FIELD OF THE INVENTION
[0002] The present invention relates generally to the field of
intravascular catheters, and more particularly to devices that both
inject and aspirate fluid from a body lumen.
BACKGROUND OF THE INVENTION
[0003] Catheters that both inject and aspirate are well known in
the art and a currently available device of this type is
manufactured POSSIS Medical of Minneapolis, Minn., as their
Angiojet XMI catheter.
[0004] It is important to make the distal tip of such catheters as
flexible as possible and current technology, which relies on metal
hypodermic tubing, is problematic in this regard. Due to the
asymmetrical design of the product, pressures supplied to the
nozzle are asymmetric and the hydraulic jet directions vary if an
effort is made at reducing the stiffness of the distal tip.
SUMMARY OF THE INVENTION
[0005] In the present invention a Coanda nozzle is used to drive a
secondary flow in a catheter sheath having one or more holes. The
Coanda nozzle is entirely radially symmetric and operates over a
wide pressure range. Distortion due to pressure changes do not
adversely effect the operation of the Coanda nozzle.
BRIEF DESCRIPTION OF THE DRAWINGS
[0006] FIG. 1 is a cross-section of the distal tip of a catheter
employing the technology.
[0007] FIG. 2 is an alternate design of the distal tip of the
catheter.
[0008] FIG. 3 is an alternate design of the distal tip of the
catheter.
[0009] FIG. 4 is a digram illustrating the Coanda effect as applied
to the FIG. 2 and FIG. 3 embodiment.
DETAILED DESCRIPTION OF THE DRAWINGS
[0010] FIG. 1 shows the distal tip 10 of a thrombectomy catheter of
the Angiojet XMI type. A fluid inlet 12 lumen couples the hypo tube
14 to a high-pressure injector not shown but also of the Angiojet
type. The injected inlet fluid may be saline and it is ejected from
holes typified by hole 16. The nubbin 18 is located on the hypo
tube and it has a conical surface adjacent the holes. This nubbin
forms a wall and the Coanda effect causes fluid to adhere to the
wall and flow retrograde out the outlet 20. A portion of this flow
exits the catheter body 22 through one or more recirculation holes
24. This flow is re-circulated to the inlet port 26.
[0011] FIG. 2 shows the distal tip 10 of a catheter as well. In
this embodiment the hypo tube inlet lumen has a series of holes
that communicate to the interior of a cuff 40 that surrounds the
hypo tube and is concentric with the hypo tube. A band 44 forms a
step at the outlet of the cuff.

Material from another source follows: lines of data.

use num_bigint::BigInt;
use std::{
    fmt,
    ops::{Add, Mul, Neg, Sub},
};

use super::{
    decompose::centered_mod,
    element::RingElement,
    poly::Polynomial,
    ring::{ring_label, same_ring, Ring},
    sampling::UniformSampler,
};
use crate::error::{AlgebraError, Result};

/// Polynomial in the ring Zq[X]/(X^N + 1), coefficients in [0, q).
///
/// Products go through the ring's transform on private copies; the stored
/// coefficients are always in the coefficient domain.
#[derive(Clone)]
pub struct ModPolynomial {
    ring: Ring,
    coefficients: Vec<u64>,
}

fn assert_same_ring(a: &ModPolynomial, b: &ModPolynomial) {
    if !same_ring(&a.ring, &b.ring) {
        panic!(
            "The two polynomials must be in the same ring: {} vs {}",
            ring_label(&a.ring),
            ring_label(&b.ring)
        );
    }
}

impl Add for ModPolynomial {
    type Output = Self;

    fn add(self, rhs: Self) -> Self::Output {
        assert_same_ring(&self, &rhs);
        let coefficients = self.ring.add(&self.coefficients, &rhs.coefficients);
        Self::from_reduced(self.ring, coefficients)
    }
}

impl Sub for ModPolynomial {
    type Output = Self;

    fn sub(self, rhs: Self) -> Self::Output {
        assert_same_ring(&self, &rhs);
        let coefficients = self.ring.sub(&self.coefficients, &rhs.coefficients);
        Self::from_reduced(self.ring, coefficients)
    }
}

impl Neg for ModPolynomial {
    type Output = Self;

    fn neg(self) -> Self::Output {
        let coefficients = self.ring.negate(&self.coefficients);
        Self::from_reduced(self.ring, coefficients)
    }
}

impl Mul for ModPolynomial {
    type Output = Self;

    fn mul(self, rhs: Self) -> Self::Output {
        self.multiply(&rhs)
    }
}

impl Add<Polynomial> for ModPolynomial {
    type Output = Self;

    fn add(self, rhs: Polynomial) -> Self::Output {
        let rhs = self.promote_operand(&rhs);
        self + rhs
    }
}

impl Sub<Polynomial> for ModPolynomial {
    type Output = Self;

    fn sub(self, rhs: Polynomial) -> Self::Output {
        let rhs = self.promote_operand(&rhs);
        self - rhs
    }
}

impl Mul<Polynomial> for ModPolynomial {
    type Output = Self;

    fn mul(self, rhs: Polynomial) -> Self::Output {
        let rhs = self.promote_operand(&rhs);
        self * rhs
    }
}

impl PartialEq for ModPolynomial {
    fn eq(&self, other: &Self) -> bool {
        same_ring(&self.ring, &other.ring) && self.ring.equal(&self.coefficients, &other.coefficients)
    }
}

impl Eq for ModPolynomial {}

impl fmt::Debug for ModPolynomial {
    fn fmt(&self, f: &mut fmt::Formatter<'_>) -> fmt::Result {
        f.debug_struct("ModPolynomial")
            .field("degree", &self.ring.degree())
            .field("modulus", &self.ring.modulus())
            .field("coefficients", &self.coefficients)
            .finish()
    }
}

impl fmt::Display for ModPolynomial {
    fn fmt(&self, f: &mut fmt::Formatter<'_>) -> fmt::Result {
        write!(f, "{}", self.to_polynomial())
    }
}

impl ModPolynomial {
    /// Wraps coefficients that are already reduced into [0, q).
    pub(crate) fn from_reduced(ring: Ring, coefficients: Vec<u64>) -> Self {
        debug_assert_eq!(coefficients.len(), ring.degree());
        Self { ring, coefficients }
    }

    /// Reduces arbitrary-precision coefficients into the ring.
    pub fn from_big_coefficients(ring: &Ring, coefficients: &[BigInt]) -> Result<Self> {
        let coefficients = ring.load_big_coefficients(coefficients)?;
        Ok(Self::from_reduced(ring.clone(), coefficients))
    }

    pub fn constant(ring: &Ring, c: i64) -> Self {
        Self::one(ring).scale_by_int(c)
    }

    pub fn ring(&self) -> &Ring {
        &self.ring
    }

    pub fn modulus(&self) -> u64 {
        self.ring.modulus()
    }

    pub fn coefficients(&self) -> &[u64] {
        &self.coefficients
    }

    fn promote_operand(&self, p: &Polynomial) -> Self {
        p.promote(&self.ring).unwrap_or_else(|err| panic!("{}", err))
    }

    /// Negacyclic product through the ring's transform. Both operands are
    /// copied before transforming, so neither is observably modified.
    pub fn multiply(&self, other: &Self) -> Self {
        assert_same_ring(self, other);
        let mut a = self.coefficients.clone();
        let mut b = other.coefficients.clone();
        self.ring.forward_transform(&mut a);
        self.ring.forward_transform(&mut b);
        let mut acc = vec![0u64; self.ring.degree()];
        self.ring.multiply_accumulate(&a, &b, &mut acc);
        self.ring.inverse_transform(&mut acc);
        Self::from_reduced(self.ring.clone(), acc)
    }

    pub fn pow(&self, e: i64) -> Result<Self> {
        if e < 0 {
            return Err(AlgebraError::InvalidArgument(format!("negative exponent {}", e)));
        }
        let mut e = e as u64;
        let mut base = self.clone();
        let mut res = Self::one(&self.ring);
        while e > 0 {
            if e & 1 == 1 {
                res = res.multiply(&base);
            }
            e >>= 1;
            if e > 0 {
                base = base.multiply(&base);
            }
        }
        Ok(res)
    }

    pub fn add_to_first_coefficient(&self, delta: i64) -> Self {
        let q = self.modulus();
        let delta = (delta as i128).rem_euclid(q as i128) as u64;
        let mut res = self.clone();
        if let Some(c) = res.coefficients.first_mut() {
            *c = (*c + delta) % q;
        }
        res
    }

    /// Representatives in [0, q).
    pub fn to_polynomial(&self) -> Polynomial {
        Polynomial::new(self.coefficients.iter().map(|&c| c as i64).collect())
    }

    /// Representatives in (-q/2, q/2].
    pub fn to_centered_polynomial(&self) -> Polynomial {
        let q = self.modulus() as i64;
        Polynomial::new(self.coefficients.iter().map(|&c| centered_mod(c as i64, q)).collect())
    }

    /// Uniform element drawn from the ring's shared sampler.
    pub fn random(ring: &Ring) -> Self {
        Self::from_reduced(ring.clone(), ring.sample_uniform())
    }

    /// Uniform element drawn from a caller-owned sampler.
    pub fn random_with(ring: &Ring, sampler: &mut UniformSampler) -> Result<Self> {
        if sampler.degree() != ring.degree() || sampler.modulus() != ring.modulus() {
            return Err(AlgebraError::RingMismatch {
                left: ring_label(ring),
                right: format!(
                    "sampler for Zq[X]/(X^{}+1), q = {}",
                    sampler.degree(),
                    sampler.modulus()
                ),
            });
        }
        Ok(Self::from_reduced(ring.clone(), sampler.read_new()))
    }

    /// Element with centered coefficients uniform in [-bound, bound]. A seed
    /// makes the draw reproducible.
    pub fn random_bounded(ring: &Ring, bound: u64, seed: Option<[u8; 32]>) -> Result<Self> {
        let q = ring.modulus();
        if bound > (q - 1) / 2 {
            return Err(AlgebraError::InvalidArgument(format!(
                "bound {} does not fit below q/2 for q = {}",
                bound, q
            )));
        }
        let mut sampler = ring.new_sampler(seed.as_ref().map(|s| &s[..]))?;
        let coefficients = sampler
            .read_bounded(bound)?
            .into_iter()
            .map(|c| (c as i128).rem_euclid(q as i128) as u64)
            .collect();
        Ok(Self::from_reduced(ring.clone(), coefficients))
    }
}

impl RingElement for ModPolynomial {
    type Context = Ring;

    fn context(&self) -> Ring {
        self.ring.clone()
    }

    fn zero(ring: &Ring) -> Self {
        Self::from_reduced(ring.clone(), vec![0; ring.degree()])
    }

    fn one(ring: &Ring) -> Self {
        let mut res = Self::zero(ring);
        if let Some(c) = res.coefficients.first_mut() {
            *c = 1;
        }
        res
    }

    fn from_coefficients(ring: &Ring, coefficients: &[i64]) -> Result<Self> {
        let big: Vec<BigInt> = coefficients.iter().map(|&c| BigInt::from(c)).collect();
        Self::from_big_coefficients(ring, &big)
    }

    fn degree(&self) -> usize {
        self.ring.degree()
    }

    fn is_compatible(&self, other: &Self) -> bool {
        same_ring(&self.ring, &other.ring)
    }

    fn ring_label(&self) -> String {
        ring_label(&self.ring)
    }

    /// `s` is reduced into [0, q) first.
    fn scale_by_int(&self, s: i64) -> Self {
        let q = self.modulus();
        let s = (s as i128).rem_euclid(q as i128) as u64;
        let coefficients = self.ring.scalar_multiply(&self.coefficients, s);
        Self::from_reduced(self.ring.clone(), coefficients)
    }

    fn listize(&self) -> Vec<i64> {
        self.coefficients.iter().map(|&c| c as i64).collect()
    }

    /// Largest centered coefficient in absolute value.
    fn infinite_norm(&self) -> u64 {
        let q = self.modulus();
        self.coefficients
            .iter()
            .map(|&c| if c > q / 2 { q - c } else { c })
            .max()
            .unwrap_or(0)
    }

    /// Every operand is transformed once; each output cell is one
    /// multiply-accumulate chain followed by a single inverse transform.
    fn matrix_product(
        lhs: &[Self],
        rhs: &[Self],
        rows: usize,
        inner: usize,
        cols: usize,
    ) -> Vec<Self> {
        let ring = lhs[0].ring.clone();
        let transform = |p: &Self| {
            let mut c = p.coefficients.clone();
            ring.forward_transform(&mut c);
            c
        };
        let lhs_hat: Vec<Vec<u64>> = lhs.iter().map(&transform).collect();
        let rhs_hat: Vec<Vec<u64>> = rhs.iter().map(&transform).collect();

        let mut out = Vec::with_capacity(rows * cols);
        for i in 0..rows {
            for j in 0..cols {
                let mut acc = vec![0u64; ring.degree()];
                for k in 0..inner {
                    ring.multiply_accumulate(&lhs_hat[i * inner + k], &rhs_hat[k * cols + j], &mut acc);
                }
                ring.inverse_transform(&mut acc);
                out.push(Self::from_reduced(ring.clone(), acc));
            }
        }
        out
    }
}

Together the band and the cuff form
an orifice to allow a tubular stream to emerge from the cuff in the
retrograde direction although the antegrade direction may be
selected as an alternative. The jet of fluid that emerges from the
slit formed by the cuff and band flows retrograde. This stream may
divide and recirculation as seen in FIG. 1.
[0012] FIG. 3 shows an embodiment that is identical to the FIG. 2
embodiment but it lacks the band 44 so the step seen in FIG. 2 is
lacking. It is expected that the tubular jet that emerges from this
structure will also "hug" the hypo tube due to the Coanda
effect.
[0013] In the FIG. 2 and FIG. 3 device the jet as it emerges from
the hypo tube through the holes is redirected r retrograde with the
cuff. The step in the FIG. 2 embodiment causes the jet to deflect
toward the hypo tube. In FIG. 1 the fluid that emerges from the
holes is turned by the low-pressure zone on the conical surface of
the nubbin 18. In the FIG. 1 embodiment both the leading edge and
the trailing edge of the nubbin 18 have conical surfaces.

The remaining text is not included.